IN THE UNITED STATES DISTRICT COURT FOR THE DISTRICT OF NORTH DAKOTA NORTHWESTERN DIVISION


July 13, 2010

UNITED STATES OF AMERICA, PLAINTIFF,
v.
CHARLES EDWARD JARDEE, DEFENDANT.

The opinion of the court was delivered by: Daniel L. Hovland, District Judge United States District Court

ORDER GRANTING DEFENDANT'S APPEAL AND A NEW TRIAL

Before the Court is Defendant Charles Jardee's "Notice of Appeal" filed on March 11, 2010, appealing his judgment of conviction. See Docket No. 26. Jardee filed an "Appellant's Brief" on April 30, 2010, and the Government filed an "Appellee's Brief" on May 7, 2010. See Docket Nos. 32 and 33.

I. BACKGROUND

On December 18, 2009, Charles Jardee was charged by way of criminal complaint with the misdemeanor offense of assault by striking, beating, or wounding in violation of 18 U.S.C. §§ 113(a)(4) and 1152. See Docket No. 1. Jardee allegedly assaulted his wife, Kristine Anne Jardee, on or about December 17, 2009. Jardee was detained pending trial.

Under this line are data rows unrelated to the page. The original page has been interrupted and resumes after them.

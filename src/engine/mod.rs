//! Collation engine capability.
//!
//! The registry does not interpret ordering itself; it delegates to a
//! pluggable [`CollationEngine`] that turns a `(locale tag, strength)` pair
//! into an opaque [`Collator`]. Backends are interchangeable (ICU bindings,
//! platform locale APIs, or the built-in [`NativeCollationEngine`]) and are
//! selected by handing the registry a different engine at construction.
//!
//! ## Key Concepts
//!
//! - **Strength**: granularity of distinctions a collation honors, from
//!   [`Strength::Primary`] (base letter only) to [`Strength::Identical`]
//!   (full exact distinction).
//! - **Collator**: an immutable comparison/hash capability over UTF-8 byte
//!   strings. Byte strings equal under the collation's equality must hash
//!   equal; downstream grouping and sorting depend on this.

use std::cmp::Ordering;
use std::sync::Arc;

use crate::error::CollationError;

pub mod native;

pub use native::NativeCollationEngine;

/// Granularity of distinctions a collation honors.
#[derive(Debug, Clone, Copy, PartialEq, Eq, Hash)]
pub enum Strength {
    /// Base letters only; case and accents are ignored.
    Primary,
    /// Accents distinguish; case is ignored.
    Secondary,
    /// Case and accents both distinguish.
    Tertiary,
    /// Full exact distinction, down to raw bytes.
    Identical,
}

impl Strength {
    /// Parses a strength token, matching case-insensitively.
    pub fn parse(token: &str) -> Result<Self, CollationError> {
        if token.eq_ignore_ascii_case("primary") {
            Ok(Strength::Primary)
        } else if token.eq_ignore_ascii_case("secondary") {
            Ok(Strength::Secondary)
        } else if token.eq_ignore_ascii_case("tertiary") {
            Ok(Strength::Tertiary)
        } else if token.eq_ignore_ascii_case("identical") {
            Ok(Strength::Identical)
        } else {
            Err(CollationError::InvalidStrength(token.to_string()))
        }
    }
}

/// Locale-aware comparison and hashing over UTF-8 byte strings.
///
/// Implementations close over an immutable collator handle; they carry no
/// mutable state and are shared freely across threads.
pub trait Collator: Send + Sync {
    /// Orders two byte strings under this collation.
    fn compare(&self, a: &[u8], b: &[u8]) -> Ordering;

    /// Hashes the collation key for `value`.
    ///
    /// Values equal under [`compare`](Collator::compare) must hash equal.
    fn key_hash(&self, value: &[u8]) -> u64;
}

/// Factory for collators, parameterized by locale tag and strength.
pub trait CollationEngine: Send + Sync {
    /// Builds a collator for `locale_tag` at `strength`.
    ///
    /// Behavior for an unresolvable locale tag is engine-defined; backends
    /// may fall back to a root locale rather than fail.
    fn make_collator(
        &self,
        locale_tag: &str,
        strength: Strength,
    ) -> Result<Arc<dyn Collator>, CollationError>;
}
//! Error types for the collatekit library.
//!
//! ## Key Components
//!
//! - [`CollationError`]: Returned by the collation registry and engine when
//!   a collation name is malformed, a strength token is unrecognized, or an
//!   ID was never installed.
//! - [`DecodeError`]: Returned by [`Utf8View`](crate::decode::Utf8View) on
//!   bounds violations and malformed UTF-8 input.
//!
//! All errors are synchronous and surfaced directly to the caller; none are
//! retried. They indicate programming errors or malformed input, not
//! transient conditions. A decode failure invalidates the whole requested
//! access, not just one code unit.
//!
//! ## Example Usage
//!
//! ```
//! use collatekit::error::DecodeError;
//! use collatekit::decode::Utf8View;
//!
//! let mut view = Utf8View::new(b"abc");
//! let err = view.char_at(3).unwrap_err();
//! assert_eq!(err, DecodeError::IndexOutOfRange { index: 3, length: 3 });
//! ```

use std::fmt;

use crate::registry::CollationId;

// ---------------------------------------------------------------------------
// CollationError
// ---------------------------------------------------------------------------

/// Error returned by registry and engine operations.
#[derive(Debug, Clone, PartialEq, Eq)]
pub enum CollationError {
    /// Collation name does not split into exactly `<locale>-<strength>`.
    InvalidName(String),
    /// Strength token is not one of primary/secondary/tertiary/identical.
    /// Carries the offending token.
    InvalidStrength(String),
    /// Lookup of an ID that was never installed. Normal callers only pass
    /// IDs previously returned by `install`/`resolve`, so hitting this
    /// indicates caller misuse.
    UnknownId(CollationId),
}

impl fmt::Display for CollationError {
    fn fmt(&self, f: &mut fmt::Formatter<'_>) -> fmt::Result {
        match self {
            CollationError::InvalidName(name) => {
                write!(f, "invalid collation name: {:?}", name)
            },
            CollationError::InvalidStrength(token) => {
                write!(f, "invalid collation strength: {:?}", token)
            },
            CollationError::UnknownId(id) => {
                write!(f, "unknown collation id: {}", id)
            },
        }
    }
}

impl std::error::Error for CollationError {}

// ---------------------------------------------------------------------------
// DecodeError
// ---------------------------------------------------------------------------

/// Error returned by `Utf8View` accessors.
#[derive(Debug, Clone, Copy, PartialEq, Eq)]
pub enum DecodeError {
    /// Requested index (or range endpoint) is outside `[0, length]`.
    IndexOutOfRange { index: usize, length: usize },
    /// Sequential decode hit a byte that cannot lead a UTF-8 sequence, or a
    /// sequence whose trailing bytes are truncated or not continuations.
    /// Carries the lead byte of the offending sequence.
    MalformedLeadByte(u8),
}

impl fmt::Display for DecodeError {
    fn fmt(&self, f: &mut fmt::Formatter<'_>) -> fmt::Result {
        match self {
            DecodeError::IndexOutOfRange { index, length } => {
                write!(f, "index out of range: {} (length: {})", index, length)
            },
            DecodeError::MalformedLeadByte(byte) => {
                write!(f, "malformed UTF-8 lead byte: 0x{:02X}", byte)
            },
        }
    }
}

impl std::error::Error for DecodeError {}

// ---------------------------------------------------------------------------
// Tests
// ---------------------------------------------------------------------------
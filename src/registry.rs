//! Process-wide collation identity registry.
//!
//! Maps collation names of the form `"<localeTag>-<strength>"` to stable
//! integer IDs and to comparator handles closing over engine-built
//! collators. The registry is append-only for the life of the process:
//! entries are created on first install and never evicted or reused.
//!
//! ## Architecture
//!
//! ```text
//! ┌──────────────────────────────────────────────────────────────┐
//! │                   CollationRegistry                          │
//! │                                                              │
//! │   RwLock<RegistryState>                                      │
//! │   ┌──────────────────────────┬─────────────────────────────┐ │
//! │   │ name_to_id: FxHashMap    │ comparators: Vec<Comparator>│ │
//! │   │                          │                             │ │
//! │   │ "en-primary"   → 1       │ [0] collator("en", PRIMARY) │ │
//! │   │ "fr-secondary" → 2       │ [1] collator("fr", SECOND.) │ │
//! │   └──────────────────────────┴─────────────────────────────┘ │
//! │                                                              │
//! │   ID 0 = binary/default, never stored in either structure    │
//! │   ID n ≥ 1 lives at comparators[n - 1]                       │
//! └──────────────────────────────────────────────────────────────┘
//! ```
//!
//! ## Key Concepts
//!
//! - **Dense IDs**: positive IDs are assigned starting at 1, strictly
//!   increasing, never reused, a bijection with installed names.
//! - **Atomic triple-publish**: map entry and comparator slot grow together
//!   under one write lock, so a reader never observes an ID without its
//!   comparator or a name resolved to a half-published entry.
//! - **Sentinels**: `""` and `"default"` short-circuit to ID 0 (raw binary
//!   comparison) without touching the engine or the tables.
//!
//! ## Example Usage
//!
//! ```
//! use std::sync::Arc;
//!
//! use collatekit::engine::NativeCollationEngine;
//! use collatekit::registry::CollationRegistry;
//!
//! let registry = CollationRegistry::new(Arc::new(NativeCollationEngine::new()));
//! let id = registry.install("en-primary").unwrap();
//! assert_eq!(registry.install("en-primary").unwrap(), id);
//!
//! let cmp = registry.comparator(id).unwrap();
//! assert_eq!(cmp.compare(b"resume", b"RESUME"), std::cmp::Ordering::Equal);
//! ```
//!
//! ## Thread Safety
//!
//! Installs are serialized by the write lock; collator construction happens
//! outside the critical section and a second existence check under the lock
//! resolves install races. Post-publish lookups take the read lock only.

use std::cmp::Ordering;
use std::fmt;
use std::hash::Hasher;
use std::sync::Arc;

use parking_lot::RwLock;
use rustc_hash::{FxHashMap, FxHasher};

use crate::engine::{CollationEngine, Collator, Strength};
use crate::error::CollationError;

/// Stable identifier for an installed collation.
pub type CollationId = u32;

/// Identifier reserved for raw binary comparison; never backed by a
/// registry entry.
pub const BINARY_COLLATION_ID: CollationId = 0;

// ---------------------------------------------------------------------------
// Comparator
// ---------------------------------------------------------------------------

/// Cheap-to-clone comparison/hash handle over an installed collator.
#[derive(Clone)]
pub struct Comparator {
    collator: Arc<dyn Collator>,
}

impl Comparator {
    fn new(collator: Arc<dyn Collator>) -> Self {
        Self { collator }
    }

    /// Orders two byte strings under the installed collation.
    pub fn compare(&self, a: &[u8], b: &[u8]) -> Ordering {
        self.collator.compare(a, b)
    }

    /// Hashes the collation key for `value`. Values equal under
    /// [`compare`](Comparator::compare) hash equal.
    pub fn key_hash(&self, value: &[u8]) -> u64 {
        self.collator.key_hash(value)
    }
}

impl fmt::Debug for Comparator {
    fn fmt(&self, f: &mut fmt::Formatter<'_>) -> fmt::Result {
        f.debug_struct("Comparator").finish_non_exhaustive()
    }
}

/// Raw binary ordering, the ID-0 semantics.
pub fn binary_compare(a: &[u8], b: &[u8]) -> Ordering {
    a.cmp(b)
}

/// Hash matching [`binary_compare`] equality: raw bytes, engine bypassed.
fn binary_hash(value: &[u8]) -> u64 {
    let mut hasher = FxHasher::default();
    hasher.write(value);
    hasher.finish()
}

// ---------------------------------------------------------------------------
// CollationRegistry
// ---------------------------------------------------------------------------

/// Both append-only structures live under one lock so they grow as a unit.
#[derive(Default)]
struct RegistryState {
    name_to_id: FxHashMap<String, CollationId>,
    comparators: Vec<Comparator>,
}

/// Process-wide registry of collation names, IDs, and comparators.
pub struct CollationRegistry {
    engine: Arc<dyn CollationEngine>,
    state: RwLock<RegistryState>,
}

impl CollationRegistry {
    /// Creates an empty registry backed by `engine`.
    pub fn new(engine: Arc<dyn CollationEngine>) -> Self {
        Self {
            engine,
            state: RwLock::new(RegistryState::default()),
        }
    }

    /// Resolves `name` to its ID, installing it on first use.
    ///
    /// `""` and `"default"` short-circuit to [`BINARY_COLLATION_ID`] with no
    /// validation and no side effects. Resolving the same valid name twice
    /// returns the same ID.
    pub fn resolve(&self, name: &str) -> Result<CollationId, CollationError> {
        self.install(name)
    }

    /// Installs `name`, returning its ID. Idempotent: if `name` already has
    /// an ID, that ID is returned unchanged.
    pub fn install(&self, name: &str) -> Result<CollationId, CollationError> {
        if is_sentinel(name) {
            return Ok(BINARY_COLLATION_ID);
        }
        let (locale, strength) = parse_name(name)?;
        if let Some(&id) = self.state.read().name_to_id.get(name) {
            return Ok(id);
        }

        // Collator construction stays outside the critical section; only the
        // triple publish needs exclusion.
        let collator = self.engine.make_collator(locale, strength)?;

        let mut state = self.state.write();
        if let Some(&id) = state.name_to_id.get(name) {
            // Lost the install race; the winner's entry stands.
            return Ok(id);
        }
        let id = (state.comparators.len() + 1) as CollationId;
        state.comparators.push(Comparator::new(collator));
        state.name_to_id.insert(name.to_string(), id);
        Ok(id)
    }

    /// Fetches the comparator for an installed ID, O(1).
    ///
    /// Fails with [`CollationError::UnknownId`] for ID 0 and for any ID
    /// never returned by [`install`](CollationRegistry::install).
    pub fn comparator(&self, id: CollationId) -> Result<Comparator, CollationError> {
        let index = (id as usize)
            .checked_sub(1)
            .ok_or(CollationError::UnknownId(id))?;
        let state = self.state.read();
        state
            .comparators
            .get(index)
            .cloned()
            .ok_or(CollationError::UnknownId(id))
    }

    /// Collation-aware hash of `value` under the named collation.
    ///
    /// The name is strength-parsed and the collator rebuilt on every call;
    /// this path does not consult the comparator cache. Sentinel names hash
    /// the raw bytes.
    pub fn collation_hash(&self, value: &[u8], name: &str) -> Result<u64, CollationError> {
        if is_sentinel(name) {
            return Ok(binary_hash(value));
        }
        let (locale, strength) = parse_name(name)?;
        let collator = self.engine.make_collator(locale, strength)?;
        Ok(collator.key_hash(value))
    }

    /// Collation-aware hash of `value` under a previously installed ID.
    ///
    /// ID 0 hashes the raw bytes, bypassing the engine entirely.
    pub fn collation_hash_by_id(
        &self,
        value: &[u8],
        id: CollationId,
    ) -> Result<u64, CollationError> {
        if id == BINARY_COLLATION_ID {
            return Ok(binary_hash(value));
        }
        Ok(self.comparator(id)?.key_hash(value))
    }

    /// Number of installed collations (excludes ID 0).
    pub fn installed_len(&self) -> usize {
        self.state.read().comparators.len()
    }
}

impl fmt::Debug for CollationRegistry {
    fn fmt(&self, f: &mut fmt::Formatter<'_>) -> fmt::Result {
        f.debug_struct("CollationRegistry")
            .field("installed", &self.installed_len())
            .finish_non_exhaustive()
    }
}

/// `""` and `"default"` map to ID 0 before any parsing happens.
fn is_sentinel(name: &str) -> bool {
    name.is_empty() || name == "default"
}

/// Splits `name` into `(locale, strength)`.
///
/// The name must split on `-` into exactly two parts; the strength token is
/// matched case-insensitively.
fn parse_name(name: &str) -> Result<(&str, Strength), CollationError> {
    let parts: Vec<&str> = name.split('-').collect();
    if parts.len() != 2 {
        return Err(CollationError::InvalidName(name.to_string()));
    }
    let strength = Strength::parse(parts[1])?;
    Ok((parts[0], strength))
}

// ---------------------------------------------------------------------------
// Tests
// ---------------------------------------------------------------------------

A one-day bench trial was held on February 19, 2010 before Magistrate Judge Charles S. Miller, Jr. At the commencement of the trial, the Government advised the Court that it had served a subpoena on Kristine Jardee, but she was not in attendance at trial. The Government informed the Court it had obtained numerous recorded telephone conversations between the Defendant and his wife that it intended to introduce based upon Rule 804(b)(6) of the Federal Rules of Evidence. Jardee, through his attorney, objected to the admissibility of hearsay, claiming that Kristine Jardee was not available and the Defendant had not engaged in any conduct which rendered Rule 804(b)(6) applicable. Judge Miller ruled the Government could conditionally introduce Kristine Jardee's hearsay statements during the testimony of the Government's other witnesses, subject to the Court's ultimate decision on the admissibility of those statements. Several witnesses for the Government testified about statements made to them by Kristine Jardee concerning the injuries she received. At the conclusion of the witnesses' testimony, the Government introduced the recorded conversations between Kristine Jardee and the Defendant.

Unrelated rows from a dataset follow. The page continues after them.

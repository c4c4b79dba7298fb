pub mod classify;
pub mod infer;
pub mod play;
pub mod roll;
pub mod stats;

use colored::{ColoredString, Colorize};
use dt_dice::SeverityTier;

/// Color a tier name by how well it went.
fn paint_tier(tier: SeverityTier) -> ColoredString {
    let label = tier.to_string();
    match tier {
        SeverityTier::CriticalSuccess => label.green().bold(),
        SeverityTier::Success => label.green(),
        SeverityTier::Partial => label.yellow(),
        SeverityTier::Failure => label.red(),
        SeverityTier::CriticalFailure => label.red().bold(),
    }
}
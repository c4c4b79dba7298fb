use colored::Colorize;
use comfy_table::{ContentArrangement, Table};

use dt_dice::{DiceRoller, DieType, RandomSource};

pub fn run(die: DieType, count: u32, seed: Option<u64>) -> Result<(), String> {
    if count == 0 {
        return Err("count must be at least 1".into());
    }

    let mut roller = DiceRoller::with_optional_seed(seed);
    let mut faces = vec![0u32; die.sides() as usize];
    for _ in 0..count {
        let value = roller.roll(die.sides()).map_err(|e| e.to_string())?;
        faces[(value - 1) as usize] += 1;
    }

    let mut table = Table::new();
    table.set_content_arrangement(ContentArrangement::Dynamic);
    table.set_header(vec!["Face", "Count", "Share"]);
    for (i, n) in faces.iter().enumerate() {
        let share = f64::from(*n) / f64::from(count) * 100.0;
        table.add_row(vec![
            (i + 1).to_string(),
            n.to_string(),
            format!("{share:.2}%"),
        ]);
    }

    println!("  {} {count} x {die}", "Rolled".bold());
    println!("{table}");
    println!();
    println!("  expected {:.2}% per face", 100.0 / f64::from(die.sides()));
    Ok(())
}
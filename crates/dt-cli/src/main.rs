//! CLI frontend for the DiceTales dice and turn engine.

mod commands;

use std::path::PathBuf;
use std::process;

use clap::{Parser, Subcommand};
use tracing_subscriber::layer::SubscriberExt;
use tracing_subscriber::util::SubscriberInitExt;

use dt_dice::DieType;

#[derive(Parser)]
#[command(
    name = "dicetales",
    about = "DiceTales: turn-gated dice rolls for AI-narrated adventures",
    version,
    propagate_version = true
)]
struct Cli {
    /// Log state transitions to stderr
    #[arg(short, long, global = true)]
    verbose: bool,

    #[command(subcommand)]
    command: Commands,
}

#[derive(Subcommand)]
enum Commands {
    /// Infer which die a piece of narration asks for
    Infer {
        /// Narrator text to scan
        text: String,

        /// Also print the rule that decided the result
        #[arg(short, long)]
        explain: bool,
    },

    /// Roll a die and classify the result
    Roll {
        /// Die to roll (d4, d6, d8, d10, d12, d20, d100)
        die: DieType,

        /// RNG seed for a reproducible roll
        #[arg(short, long)]
        seed: Option<u64>,
    },

    /// Classify a result against a die's maximum
    Classify {
        /// The rolled value
        result: u32,

        /// Sides on the die
        sides: u32,

        /// Treat the roll as a critical regardless of value
        #[arg(long)]
        critical: bool,

        /// Treat the roll as a fumble regardless of value
        #[arg(long)]
        fumble: bool,
    },

    /// Roll a die many times and show how often each face came up
    Stats {
        /// Die to roll
        die: DieType,

        /// Number of rolls
        #[arg(short, long, default_value = "10000")]
        count: u32,

        /// RNG seed for reproducible output
        #[arg(short, long)]
        seed: Option<u64>,
    },

    /// Play through a narrator script, reading actions from stdin
    Play {
        /// Narrator script: narration blocks separated by blank lines
        #[arg(long)]
        script: PathBuf,

        /// RNG seed for reproducible rolls
        #[arg(short, long)]
        seed: Option<u64>,

        /// JSON config file (debounce_ms, allow_reroll_override, seed)
        #[arg(short, long)]
        config: Option<PathBuf>,
    },
}

fn init_logging(verbose: bool) {
    let default_filter = if verbose {
        "dt_turn=debug,dt_dice=debug"
    } else {
        "warn"
    };
    tracing_subscriber::registry()
        .with(
            tracing_subscriber::EnvFilter::try_from_default_env()
                .unwrap_or_else(|_| default_filter.into()),
        )
        .with(tracing_subscriber::fmt::layer().with_writer(std::io::stderr))
        .init();
}

fn main() {
    let cli = Cli::parse();
    init_logging(cli.verbose);

    let result = match cli.command {
        Commands::Infer { text, explain } => commands::infer::run(&text, explain),
        Commands::Roll { die, seed } => commands::roll::run(die, seed),
        Commands::Classify {
            result,
            sides,
            critical,
            fumble,
        } => commands::classify::run(result, sides, critical, fumble),
        Commands::Stats { die, count, seed } => commands::stats::run(die, count, seed),
        Commands::Play {
            script,
            seed,
            config,
        } => commands::play::run(&script, seed, config.as_deref()),
    };

    if let Err(e) = result {
        eprintln!("error: {e}");
        process::exit(1);
    }
}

After hearing the evidence, testimony, and the recorded conversations, Judge Miller concluded that Rule 804(b)(6) applied and the hearsay testimony was admissible. Judge Miller ultimately found Jardee guilty of the misdemeanor offense. On March 5, 2010, Jardee was sentenced to a term of imprisonment of time served.

Jardee bases his appeal on two issues: (1) "[t]he trial court committed reversible error by admitting hearsay testimony pursuant to Rule 804(b)(6) of the Federal Rules of [Evidence] when it determined that Charles Jardee engaged, or acquiesced, in wrongdoing that was intended to, and did, procure the unavailability of Christine Jardee"; and (2) "[t]he trial court erred in allowing other hearsay evidence to be presented before the Court had listened to the taped telephone conversations which formed the basis of the government's request to enter hearsay evidence." See Docket No. 32.

II. STANDARD OF REVIEW

Local Criminal Rule 59.1(D)(1) provides: A defendant may appeal a judgment of conviction by a magistrate judge in a misdemeanor case by filing a notice of appeal with the clerk within fourteen (14) days after entry of judgment and by serving a copy of the notice upon the United States Attorney. The scope of review upon appeal will be the same as appeal from a judgment of the district court to the court of appeals. See Fed. R. Crim. P. 58.

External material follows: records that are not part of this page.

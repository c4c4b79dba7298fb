//! Turns and dice requests.

use std::fmt;

use chrono::{DateTime, Utc};
use serde::{Deserialize, Serialize};
use uuid::Uuid;

use dt_dice::DieType;

/// Unique identifier for a turn. Never reused within a session.
#[derive(Debug, Clone, Copy, PartialEq, Eq, Hash, Serialize, Deserialize)]
pub struct TurnId(pub Uuid);

impl TurnId {
    /// Generate a new random turn ID.
    pub fn new() -> Self {
        Self(Uuid::new_v4())
    }
}

impl Default for TurnId {
    fn default() -> Self {
        Self::new()
    }
}

impl fmt::Display for TurnId {
    fn fmt(&self, f: &mut fmt::Formatter<'_>) -> fmt::Result {
        write!(f, "{}", &self.0.to_string()[..8])
    }
}

/// A requirement that the player roll a specific die.
#[derive(Debug, Clone, PartialEq, Eq, Serialize, Deserialize)]
pub struct DiceRequest {
    /// The die to roll.
    pub die: DieType,
    /// The narrative text the request was inferred from. Empty when forced.
    pub source_text: String,
}

impl DiceRequest {
    /// A request inferred from narrator text.
    pub fn inferred(die: DieType, source_text: impl Into<String>) -> Self {
        Self {
            die,
            source_text: source_text.into(),
        }
    }

    /// A request opened by the UI regardless of what the narrator said.
    pub fn forced(die: DieType) -> Self {
        Self {
            die,
            source_text: String::new(),
        }
    }

    /// Whether this request was forced rather than inferred.
    pub fn is_forced(&self) -> bool {
        self.source_text.is_empty()
    }
}

/// One coordination cycle, permitting at most one roll.
///
/// Only the [`TurnCoordinator`](crate::TurnCoordinator) can mark a turn as
/// rolled.
#[derive(Debug, Clone, PartialEq, Eq, Serialize, Deserialize)]
pub struct Turn {
    id: TurnId,
    has_rolled: bool,
    started_at: DateTime<Utc>,
    request: Option<DiceRequest>,
}

impl Turn {
    pub(crate) fn start(request: Option<DiceRequest>) -> Self {
        Self {
            id: TurnId::new(),
            has_rolled: false,
            started_at: Utc::now(),
            request,
        }
    }

    /// Mark the turn as rolled. Returns false if it already was.
    pub(crate) fn mark_rolled(&mut self) -> bool {
        let first = !self.has_rolled;
        self.has_rolled = true;
        first
    }

    /// The turn's identifier.
    pub fn id(&self) -> TurnId {
        self.id
    }

    /// Whether this turn's roll has been used.
    pub fn has_rolled(&self) -> bool {
        self.has_rolled
    }

    /// When the turn started.
    pub fn started_at(&self) -> DateTime<Utc> {
        self.started_at
    }

    /// The dice request that opened this turn, if any.
    pub fn request(&self) -> Option<&DiceRequest> {
        self.request.as_ref()
    }

    /// The die this turn asks for, falling back to the d20.
    pub fn die(&self) -> DieType {
        self.request.as_ref().map(|r| r.die).unwrap_or_default()
    }
}

#[cfg(test)]
mod tests {
    use super::*;

    #[test]
    fn new_turn_is_unrolled() {
        let turn = Turn::start(None);
        assert!(!turn.has_rolled());
        assert!(turn.request().is_none());
        assert_eq!(turn.die(), DieType::D20);
    }

    #[test]
    fn mark_rolled_only_once() {
        let mut turn = Turn::start(Some(DiceRequest::forced(DieType::D6)));
        assert!(turn.mark_rolled());
        assert!(!turn.mark_rolled());
        assert!(turn.has_rolled());
        assert_eq!(turn.die(), DieType::D6);
    }

    #[test]
    fn ids_are_distinct() {
        assert_ne!(TurnId::new(), TurnId::new());
    }

    #[test]
    fn id_display_is_short() {
        assert_eq!(TurnId::new().to_string().len(), 8);
    }

    #[test]
    fn forced_requests_have_no_source() {
        assert!(DiceRequest::forced(DieType::D20).is_forced());
        assert!(!DiceRequest::inferred(DieType::D20, "Roll a d20.").is_forced());
    }
}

The Eighth Circuit Court of Appeals has held that denials of confrontation clause objections are reviewed de novo. United States v. Lee, 374 F.3d 637, 643 (8th Cir. 2004). "If any evidence was admitted in violation of the defendant's confrontation rights, we consider whether the error was harmless beyond a reasonable doubt." Id. (citing Lilly v. Virginia, 527 U.S. 116, 140 (1999)).

III. LEGAL ARGUMENT

Rule 804(b) of the Federal Rules of Evidence provides exceptions to the hearsay rule if the declarant is unavailable as a witness. One such exception occurs when "[a] statement offered against a party that has engaged or acquiesced in wrongdoing that was intended to, and did, procure the unavailability of the declarant as a witness." Fed. R. Evid. 804(b)(6). Both parties agree that the challenged evidence is hearsay.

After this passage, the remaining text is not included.